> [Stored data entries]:
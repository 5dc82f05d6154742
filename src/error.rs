//! Typed outcomes the Action Engine needs to distinguish without
//! string-matching `anyhow` messages: a user mistake, a full bucket, or
//! a mid-run cancellation each map to a different CLI exit path (§4.6).

use std::fmt;

#[derive(Debug)]
pub enum ActionError {
    /// No entry in the bucket table matches the requested hash.
    NoSuchHash,
    /// An entry with this hash already exists (add-obj without force).
    Duplicate,
    /// Every slot in the target bucket is occupied by a different hash.
    BucketFull,
    /// The data region has no free chunk run large enough for the
    /// object being added.
    NoSpace,
    /// `register` was asked to reserve a range that overlaps a range
    /// already reserved.
    Overlap,
    /// `unregister` was asked to release a range that isn't (wholly)
    /// currently reserved.
    NotReserved,
    /// A `-m`/`-n` argument (or any other hex-expected input) wasn't
    /// valid hex, or decoded to the wrong length for this volume's
    /// `hlen`.
    BadHex(String),
    /// A path given to `cat-obj`'s destination or `add-obj`'s source
    /// isn't a regular file.
    NotRegularFile(std::path::PathBuf),
    /// The operator's cancellation signal fired mid-action.
    Cancelled,
}

impl fmt::Display for ActionError {
    fn fmt(&self, f: &mut fmt::Formatter<'_>) -> fmt::Result {
        match self {
            ActionError::NoSuchHash => write!(f, "no object with that hash"),
            ActionError::Duplicate => write!(f, "an object with that hash already exists"),
            ActionError::BucketFull => write!(f, "bucket is full"),
            ActionError::NoSpace => write!(f, "no free space for object"),
            ActionError::Overlap => write!(f, "chunk range overlaps an already-reserved range"),
            ActionError::NotReserved => write!(f, "chunk range is not (wholly) reserved"),
            ActionError::BadHex(s) => write!(f, "invalid hash hex: {}", s),
            ActionError::NotRegularFile(p) => write!(f, "not a regular file: {}", p.display()),
            ActionError::Cancelled => write!(f, "cancelled"),
        }
    }
}

impl std::error::Error for ActionError {}

/// Outcome of running one `Action`, reported by the CLI front end (§5).
#[derive(Debug, Clone, Copy, PartialEq, Eq)]
pub enum ActionOutcome {
    Ok,
    UserError,
    Cancelled,
}

/// Classifies an action's `anyhow::Error` into the outcome the Action
/// Engine reports for it, per §5: a `Cancelled`/user-facing
/// `ActionError` surfaces as such; anything else is a user error (a
/// fatal/internal error is expected to have already been returned
/// directly from `mount`, not from an individual action).
pub fn classify(err: &anyhow::Error) -> ActionOutcome {
    match err.downcast_ref::<ActionError>() {
        Some(ActionError::Cancelled) => ActionOutcome::Cancelled,
        Some(_) => ActionOutcome::UserError,
        None => ActionOutcome::UserError,
    }
}
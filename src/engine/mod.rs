//! Fan-out/fan-in reconciliation across chains and balance categories.
//!
//! - [`check::run_balance_check`] compares one category on one chain
//! - [`reconciler::ReconciliationEngine`] schedules every (chain, category)
//!   check under a shared concurrency limit and joins them all
//! - [`handle::ReconcileHandle`] lets a caller await, poll or cancel a run
//! - [`reporter::CheckReporter`] receives per-check outcomes

pub mod check;
pub mod handle;
pub mod reconciler;
pub mod reporter;
pub mod result;

pub use check::run_balance_check;
pub use handle::ReconcileHandle;
pub use reconciler::{ReconciliationEngine, DEFAULT_MAX_CONCURRENT_CHECKS};
pub use reporter::{CheckReporter, TracingReporter};
pub use result::AggregateResult;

> [Exercise description]:
Count how many lines of the entries contain the word "overlaps", and respond with that count only.

> [Result below]:
2